Artigos, Notícias › 28/08/2016

O relógio não pode parar: a vocação dos leigos como ação transformadora do mundo

Diác. Paulo Felizola
Coordenador do Setor Leigos, na Arquidiocese de Natal

 Diác. Paulo Felizola (1)Em carta ao Cardeal Marc Ouellet, Presidente da Pontifícia Comissão para a América Latina, datada de 19 de março do corrente ano, o Papa Francisco, ao discorrer sobre suas impressões acerca da participação pública do laicato na vida dos nossos povos, ressalta a necessidade de olharmos para o Santo Povo fiel de Deus e assim possamos nos sentir parte integrante dele e, portanto, podermos nos posicionar em relação aos temas que tratamos de maneira diversa. Somente esse olhar de pertença, diz Francisco, “…ajuda-nos a não cair em reflexões que podem, por si só, ser muito úteis, mas que acabam por homologar a vida do nosso povo ou por teorizar de tal modo que a especulação acaba por matar a ação. Olhar continuamente para o Povo de Deus salva-nos de certos nominalismos declarativos (slogan) que são frases bonitas mas não conseguem apoiar a vida das nossas comunidades. Por exemplo, recordo a famosa frase: «Chegou a hora dos leigos» mas parece que o relógio parou”.

Apesar do resgate que o Concílio Vaticano II fez, no que diz respeito, principalmente, ao papel e a vocação dos Fiéis Leigos, Francisco constata que teorizamos muito e nos enganamos com as belas frases, mas, concretamente, pouco fazemos. Não raramente encontramos os fiéis leigos e leigassem o preparo necessário para assumir responsabilidades importantes; sem espaço, em suas respectivas Dioceses,para poderem exprimir-se e agir; e, muitas vezes, vivem limitados às tarefas no interior da Igreja, sem nenhuma ação que demonstre um empenho real e concreto na transformação da sociedade, o que tem gerado no seio do laicato, em especial no da América Latina,um sentimento de dependência em relação ao clero e estes, por sua vez, desenvolveram uma independência em relação ao laicato.

Não deixar o relógio parar emerge, assim, comoo grande desafio e superar este desafio passa, necessariamente, pelo processo de conversão pastoral, na qual a conscientização da responsabilidade laical, seja tratada como prioridade,pois essa responsabilidade nasce do Batismo, quando somos incluídos no Corpo Místico de Cristo, na Igreja, na comunidade cristã, e da Confirmação, ao sermos fortalecidos com a fortaleza do Espírito Santo.Vista sob esse aspecto areponsabilidade laical é a responsabilidade do discípulo de Jesus, o que faz dos fiéis leigos e leigas detentores da missão de evangelizar e, portanto, de serem testemunho de Cristo onde quer que estejam.

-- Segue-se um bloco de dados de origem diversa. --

use crate::domain::ports::{FormatSink, FormatSource};
use std::fmt;

/// A (mime type, encoding, schema) triple describing a data representation.
///
/// Each field is either absent or a non-empty string; empty input is stored as
/// absent. The same type is used both as a concrete descriptor, where an absent
/// field means "unspecified", and as a constraint, where the `matches_*` family
/// treats an absent field as "accept anything".
#[derive(Debug, Clone, Default, PartialEq, Eq, Hash)]
pub struct Format {
    mime_type: Option<String>,
    encoding: Option<String>,
    schema: Option<String>,
}

impl Format {
    pub const BASE64_ENCODING: &'static str = "Base64";
    pub const UTF8_ENCODING: &'static str = "UTF-8";

    pub fn new<'a>(
        mime_type: impl Into<Option<&'a str>>,
        encoding: impl Into<Option<&'a str>>,
        schema: impl Into<Option<&'a str>>,
    ) -> Self {
        Self {
            mime_type: normalize(mime_type.into()),
            encoding: normalize(encoding.into()),
            schema: normalize(schema.into()),
        }
    }

    pub fn empty() -> Self {
        Self::default()
    }

    /// Reads the three fields of an external descriptor.
    pub fn of<S: FormatSource + ?Sized>(source: &S) -> Self {
        Self::new(source.mime_type(), source.encoding(), source.schema())
    }

    pub fn mime_type(&self) -> Option<&str> {
        self.mime_type.as_deref()
    }

    pub fn encoding(&self) -> Option<&str> {
        self.encoding.as_deref()
    }

    pub fn schema(&self) -> Option<&str> {
        self.schema.as_deref()
    }

    pub fn is_empty(&self) -> bool {
        !self.has_mime_type() && !self.has_encoding() && !self.has_schema()
    }

    pub fn has_mime_type(&self) -> bool {
        self.mime_type.is_some()
    }

    pub fn has_encoding(&self) -> bool {
        self.encoding.is_some()
    }

    pub fn has_schema(&self) -> bool {
        self.schema.is_some()
    }

    /// Case-insensitive comparison where an absent field and an absent
    /// `value` both count as the empty string.
    pub fn has_mime_type_value<'a>(&self, value: impl Into<Option<&'a str>>) -> bool {
        field_equals(self.mime_type(), value.into())
    }

    pub fn has_encoding_value<'a>(&self, value: impl Into<Option<&'a str>>) -> bool {
        field_equals(self.encoding(), value.into())
    }

    pub fn has_schema_value<'a>(&self, value: impl Into<Option<&'a str>>) -> bool {
        field_equals(self.schema(), value.into())
    }

    pub fn has_same_mime_type(&self, other: &Format) -> bool {
        self.has_mime_type_value(other.mime_type())
    }

    pub fn has_same_encoding(&self, other: &Format) -> bool {
        self.has_encoding_value(other.encoding())
    }

    pub fn has_same_schema(&self, other: &Format) -> bool {
        self.has_schema_value(other.schema())
    }

    pub fn matches_mime_type<'a>(&self, value: impl Into<Option<&'a str>>) -> bool {
        !self.has_mime_type() || self.has_mime_type_value(value)
    }

    pub fn matches_encoding<'a>(&self, value: impl Into<Option<&'a str>>) -> bool {
        !self.has_encoding() || self.has_encoding_value(value)
    }

    pub fn matches_schema<'a>(&self, value: impl Into<Option<&'a str>>) -> bool {
        !self.has_schema() || self.has_schema_value(value)
    }

    pub fn matches_mime_type_of(&self, other: &Format) -> bool {
        !self.has_mime_type() || self.has_same_mime_type(other)
    }

    pub fn matches_encoding_of(&self, other: &Format) -> bool {
        !self.has_encoding() || self.has_same_encoding(other)
    }

    pub fn matches_schema_of(&self, other: &Format) -> bool {
        !self.has_schema() || self.has_same_schema(other)
    }

    /// `self` as a constraint accepts `candidate` on all three fields.
    pub fn matches(&self, candidate: &Format) -> bool {
        self.matches_mime_type_of(candidate)
            && self.matches_encoding_of(candidate)
            && self.matches_schema_of(candidate)
    }

    pub fn with_mime_type<'a>(&self, mime_type: impl Into<Option<&'a str>>) -> Format {
        Format {
            mime_type: normalize(mime_type.into()),
            ..self.clone()
        }
    }

    pub fn with_encoding<'a>(&self, encoding: impl Into<Option<&'a str>>) -> Format {
        Format {
            encoding: normalize(encoding.into()),
            ..self.clone()
        }
    }

    pub fn with_schema<'a>(&self, schema: impl Into<Option<&'a str>>) -> Format {
        Format {
            schema: normalize(schema.into()),
            ..self.clone()
        }
    }

    pub fn with_base64_encoding(&self) -> Format {
        self.with_encoding(Self::BASE64_ENCODING)
    }

    pub fn with_utf8_encoding(&self) -> Format {
        self.with_encoding(Self::UTF8_ENCODING)
    }

    pub fn without_mime_type(&self) -> Format {
        self.with_mime_type(None)
    }

    pub fn without_encoding(&self) -> Format {
        self.with_encoding(None)
    }

    pub fn without_schema(&self) -> Format {
        self.with_schema(None)
    }

    /// Writes the present fields into `sink`, leaving the rest untouched.
    pub fn encode_to<S: FormatSink + ?Sized>(&self, sink: &mut S) {
        if let Some(mime_type) = self.mime_type() {
            sink.set_mime_type(mime_type);
        }
        if let Some(encoding) = self.encoding() {
            sink.set_encoding(encoding);
        }
        if let Some(schema) = self.schema() {
            sink.set_schema(schema);
        }
    }

    /// Predicate over candidates with the same mime type as `self`.
    pub fn matching_mime_type(&self) -> impl Fn(&Format) -> bool + Send + Sync + 'static {
        let reference = self.clone();
        move |candidate| reference.has_same_mime_type(candidate)
    }

    pub fn matching_encoding(&self) -> impl Fn(&Format) -> bool + Send + Sync + 'static {
        let reference = self.clone();
        move |candidate| reference.has_same_encoding(candidate)
    }

    pub fn matching_schema(&self) -> impl Fn(&Format) -> bool + Send + Sync + 'static {
        let reference = self.clone();
        move |candidate| reference.has_same_schema(candidate)
    }
}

A Igreja, o Corpo Místico de Cristo, não é um extraterrestre, ela é do mundo e está no mundo, ao mundo influencia e pelo mundo é influenciada, consequentemente, o fiel leigo, discípulo de Jesus Cristo, que testemunha onde quer que esteja, tem o mundo como primeiro campo e âmbito da sua missãoe a realidade temporal é o campo próprio de sua ação evangelizadora e transformadora. A vocação específica dos fiéis leigos e leigas é, portanto, a transformação do mundo, ao transformar todas as relações, sejam elas pessoais ou institucionais, sendo luz que clareia e indica os caminhos e sal que dar sabor, ao “pôr em prática todas as possibilidades cristãs e evangélicas […] presentes e operantes nas coisas do mundo”. (Evangelli Nuntiandi. n.70). Na prática, testemunhar Cristo como ação evangelizadora que transforma relações é fazer o que Cristo faria, ser como Cristo seria, comportar-se como Cristo se comportaria se no seu lugar estivesse.

Mas o relógio não pode parar, ou seja, não basta falar tem que fazer, tornar realidade a vocação dos fiéis leigos e leigas.É preciso força e coragem para desencadear o processo de conversão pastoral necessário, desenvolvê-lo e concretizá-lo. Nesse aspecto louvemos o que vem fazendo a Arquidiocese de Natal que, com o seu novo Marco Referencial da Ação Evangelizadora Arquidiocesana, ao pretender tornar-se uma Igreja constituída por uma rede de comunidades, prioriza o papel do laicato em sua missão transformadora, na medida em que abandona o modelo de Igreja piramidal, na qual o clero é o lugar central da ação pastoral e administrava e, ao estimular a formação de pequenas comunidades paroquias, permite aos fiéis leigos e leigas assumirem responsabilidades importantes, exprimirem-se e agir, segundo os seus dons, em comunhão com todo o clero, realizando cada um suas tarefas específicase assim vivenciado uma Igreja moderna, embora à moda das primeiras comunidades cristãs.